Мне кажется, что у Вознесенского примерно та же ситуация. Его сбил грузовик, вину перед которым он чувствовал. Помните, как Пастернак говорил Берестову: «Берестов, у меня сейчас роман с танком. Он на меня едет, а я ему улыбаюсь, пячусь, развожу руками». Вот это роман с танком. Это был такой роман с грузовиками. Интеллигенция так долго каялась перед народом, что с ней случился аксеновский «Остров Крым». Метрополия победила. Она всосала в себя и с хрустом переварила эту интеллигенцию.
Ведь главная трагедия 90-х годов — это даже не криминальная революция. Это страшный кризис, если не истребление советской интеллигенции. Той лучшей части народа — безусловно, части народа, не имевшей никаких материальных преимуществ. Той части народа, которую этот народ породил, которая вечно перед ним оправдывалась и виноватилась, и которую в результате эта эпоха, конечно, сожрала. Потому что эта великолепная генерация, последняя генерация советской интеллигенции — и тонкая, и умная, и талантливая — она, конечно, ощутила полная невостребованность. Сложная система распалась — отвратительная, но сложная — породив бесконечно простую, как само выживание.
Конечно, в 1980 Вознесенский это гениально угадал: все они попали под этот самосвал. Под самосвал Глебов Капустиных, которые называли себя «рабочий косточкой», подлинным народом. Хотя подлинным народом-то как раз и был Вознесенский. Ведь между прочим, представителем этого народа он себя и ощущал. «Я для народа домашнего был тайным громоотводом». И он же о себе сказал: «Жизнь моя в итоге не сложилась — у народа не сложилась жизнь».
Я думаю, трудно найти человека, который имел бы большее право говорить о себе, что он принадлежит к народу. И неважно, что он дружил с Жаклин Кеннеди, ездил за границу, работал у Раушенберга в его типографии и в его мастерской.

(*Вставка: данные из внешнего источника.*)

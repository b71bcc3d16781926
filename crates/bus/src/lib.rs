//! # `vega-bus` - 进程内事件总线
//!
//! `EventBus` 端口的进程内实现：按频道名组织的 `broadcast` 通道注册表，
//! 外加 glob 模式订阅。语义对齐频道化 pub/sub 的线缆契约：
//! 发布即忘、至多一次、无重放。

pub mod memory;

pub use memory::InProcessBus;
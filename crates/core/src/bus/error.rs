use thiserror::Error;

/// # Summary
/// 事件总线错误枚举。
///
/// # Invariants
/// - `Malformed` 必须在订阅循环边界被记录并吞掉，
///   单条坏消息不得中断订阅。
#[derive(Error, Debug)]
pub enum BusError {
    /// 载荷不是合法的 UTF-8 JSON，或与频道契约不符
    #[error("Malformed payload on channel {channel}: {reason}")]
    Malformed { channel: String, reason: String },
    /// 频道名不在线缆契约之内
    #[error("Unknown channel: {0}")]
    UnknownChannel(String),
    /// 传输层关闭或不可用
    #[error("Bus unavailable: {0}")]
    Unavailable(String),
}
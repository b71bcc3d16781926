//! # 信号路由控制器
//!
//! 信号的查询与确认/拒绝。确认/拒绝是聊天桥与浏览器前端共用的
//! 回写通道：竞争失败返回 409 + `{success:false}`，调用方据此渲染
//! "no longer available" 而不是错误页。

use axum::Json;
use axum::extract::{Path, Query, State};
use axum::http::StatusCode;
use serde::Deserialize;
use utoipa::IntoParams;

use crate::error::ApiError;
use crate::middleware::auth::CurrentActor;
use crate::server::AppState;
use crate::types::{SignalActionRequest, SignalActionResponse, SignalResponse};
use vega_core::common::ConfirmationSource;
use vega_core::signal::entity::SignalId;
use vega_core::signal::error::SignalError;

#[derive(Debug, Deserialize, IntoParams)]
pub struct PendingQuery {
    /// 目标用户；缺省取 JWT 主体
    pub user_id: Option<String>,
}

#[derive(Debug, Deserialize, IntoParams)]
pub struct HistoryQuery {
    pub user_id: Option<String>,
    /// 单页条数，缺省 50
    pub limit: Option<i64>,
    /// 偏移量，缺省 0
    pub offset: Option<i64>,
}

/// 查询 pending 信号列表
#[utoipa::path(
    get,
    path = "/api/v1/signals/pending",
    tag = "信号 (Signals)",
    security(("bearer_jwt" = [])),
    params(PendingQuery),
    responses(
        (status = 200, description = "pending 信号列表", body = Vec<SignalResponse>)
    )
)]
pub async fn get_pending(
    State(state): State<AppState>,
    CurrentActor(claims): CurrentActor,
    Query(query): Query<PendingQuery>,
) -> Result<Json<Vec<SignalResponse>>, ApiError> {
    let user_id = query.user_id.unwrap_or(claims.sub);
    let signals = state.signal_service.pending_for_user(&user_id).await?;
    Ok(Json(signals.iter().map(Into::into).collect()))
}

/// 查询信号历史 (含终态记录)
#[utoipa::path(
    get,
    path = "/api/v1/signals/history",
    tag = "信号 (Signals)",
    security(("bearer_jwt" = [])),
    params(HistoryQuery),
    responses(
        (status = 200, description = "历史信号列表", body = Vec<SignalResponse>)
    )
)]
pub async fn get_history(
    State(state): State<AppState>,
    CurrentActor(claims): CurrentActor,
    Query(query): Query<HistoryQuery>,
) -> Result<Json<Vec<SignalResponse>>, ApiError> {
    let user_id = query.user_id.unwrap_or(claims.sub);
    let limit = query.limit.unwrap_or(50).clamp(1, 200);
    let offset = query.offset.unwrap_or(0).max(0);
    let signals = state.signal_service.history(&user_id, limit, offset).await?;
    Ok(Json(signals.iter().map(Into::into).collect()))
}

/// 查询单条信号
#[utoipa::path(
    get,
    path = "/api/v1/signals/{id}",
    tag = "信号 (Signals)",
    security(("bearer_jwt" = [])),
    params(
        ("id" = String, Path, description = "信号 ID")
    ),
    responses(
        (status = 200, description = "完整信号记录", body = SignalResponse),
        (status = 404, description = "信号不存在")
    )
)]
pub async fn get_signal(
    State(state): State<AppState>,
    Path(id): Path<String>,
) -> Result<Json<SignalResponse>, ApiError> {
    let signal = state
        .signal_service
        .get(&SignalId(id.clone()))
        .await?
        .ok_or(ApiError::NotFound(format!("Signal not found: {}", id)))?;
    Ok(Json(SignalResponse::from(&signal)))
}

/// 确认信号
///
/// 条件更新仲裁并发：赢家拿到 `{success:true, signal}`，
/// 竞争失败方拿到 409 + `{success:false}`。
#[utoipa::path(
    post,
    path = "/api/v1/signals/{id}/confirm",
    tag = "信号 (Signals)",
    security(("bearer_jwt" = [])),
    params(
        ("id" = String, Path, description = "信号 ID")
    ),
    request_body = SignalActionRequest,
    responses(
        (status = 200, description = "确认成功", body = SignalActionResponse),
        (status = 404, description = "信号不存在"),
        (status = 409, description = "信号已被处理", body = SignalActionResponse)
    )
)]
pub async fn confirm_signal(
    State(state): State<AppState>,
    CurrentActor(claims): CurrentActor,
    Path(id): Path<String>,
    Json(req): Json<SignalActionRequest>,
) -> Result<(StatusCode, Json<SignalActionResponse>), ApiError> {
    transition(state, claims.sub, id, req, true).await
}

/// 拒绝信号，与确认对称
#[utoipa::path(
    post,
    path = "/api/v1/signals/{id}/reject",
    tag = "信号 (Signals)",
    security(("bearer_jwt" = [])),
    params(
        ("id" = String, Path, description = "信号 ID")
    ),
    request_body = SignalActionRequest,
    responses(
        (status = 200, description = "拒绝成功", body = SignalActionResponse),
        (status = 404, description = "信号不存在"),
        (status = 409, description = "信号已被处理", body = SignalActionResponse)
    )
)]
pub async fn reject_signal(
    State(state): State<AppState>,
    CurrentActor(claims): CurrentActor,
    Path(id): Path<String>,
    Json(req): Json<SignalActionRequest>,
) -> Result<(StatusCode, Json<SignalActionResponse>), ApiError> {
    transition(state, claims.sub, id, req, false).await
}

/// 确认/拒绝的共用路径。
///
/// 操作者优先取请求体的 `user_id` (聊天桥代用户操作)，
/// 否则回落到 JWT 主体；来源缺省为 "web"。
async fn transition(
    state: AppState,
    jwt_sub: String,
    id: String,
    req: SignalActionRequest,
    confirm: bool,
) -> Result<(StatusCode, Json<SignalActionResponse>), ApiError> {
    let actor = req.user_id.unwrap_or(jwt_sub);
    let source: ConfirmationSource = req
        .source
        .as_deref()
        .unwrap_or("web")
        .parse()
        .map_err(|e: String| ApiError::BadRequest(e))?;

    let signal_id = SignalId(id);
    let result = if confirm {
        state.signal_service.confirm(&signal_id, &actor, source).await
    } else {
        state.signal_service.reject(&signal_id, &actor, source).await
    };

    match result {
        Ok(signal) => Ok((
            StatusCode::OK,
            Json(SignalActionResponse {
                success: true,
                signal: Some(SignalResponse::from(&signal)),
                error: None,
            }),
        )),
        // 竞争失败是预期结果：409 + success:false，绝不当作服务端错误
        Err(SignalError::AlreadyProcessed(_)) => Ok((
            StatusCode::CONFLICT,
            Json(SignalActionResponse {
                success: false,
                signal: None,
                error: Some("Signal not found or already processed".to_string()),
            }),
        )),
        Err(e) => Err(e.into()),
    }
}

Он был представителем этого народа еще и потому, что он колоссально много работал и колоссально много знал о жизни этих людей. У него же масса таких потрясающих портретов людей из народа. Не только как этот водитель самосвала, но и
Тетку в шубке знал весь городок.
Она в детстве нас пугала ссыльными.
Тетя крест носила и свисток,
Чтобы вдруг ее не изнасиловали.
Жизнь прошла. Ее не изнасиловали.
Не узнала, как свистит свисток.
Продали каракуль черносливный,
Где, как костью, продран локоток.
Тетку в шубке знал весь городок.
Она с детства нас пугала ссыльными.
Тетя крест носила и свисток,
чтобы вдруг ее не изнасиловали.
Годы шли. Ее не изнасиловали.
Не узнала, как свистит свисток!
И ее и шубы срок истек.
Продали каракуль черносливный,
где, как костка, продран локоток.
Это довольно жуткие портреты. И таких героев у него много, понимаете. Как и у Чухонцева. Как и у всех наблюдателей русской провинции. И у Самойлова, кстати. Поэтому попадание под самосвал — это следствие извращенного больного чувства вины, которое унижает эту интеллигенцию и которое в конечном итоге ее погубило. Я надеюсь, что у интеллектуалов, которые придут на смену интеллигентам, уже не будет этого больного комплекса.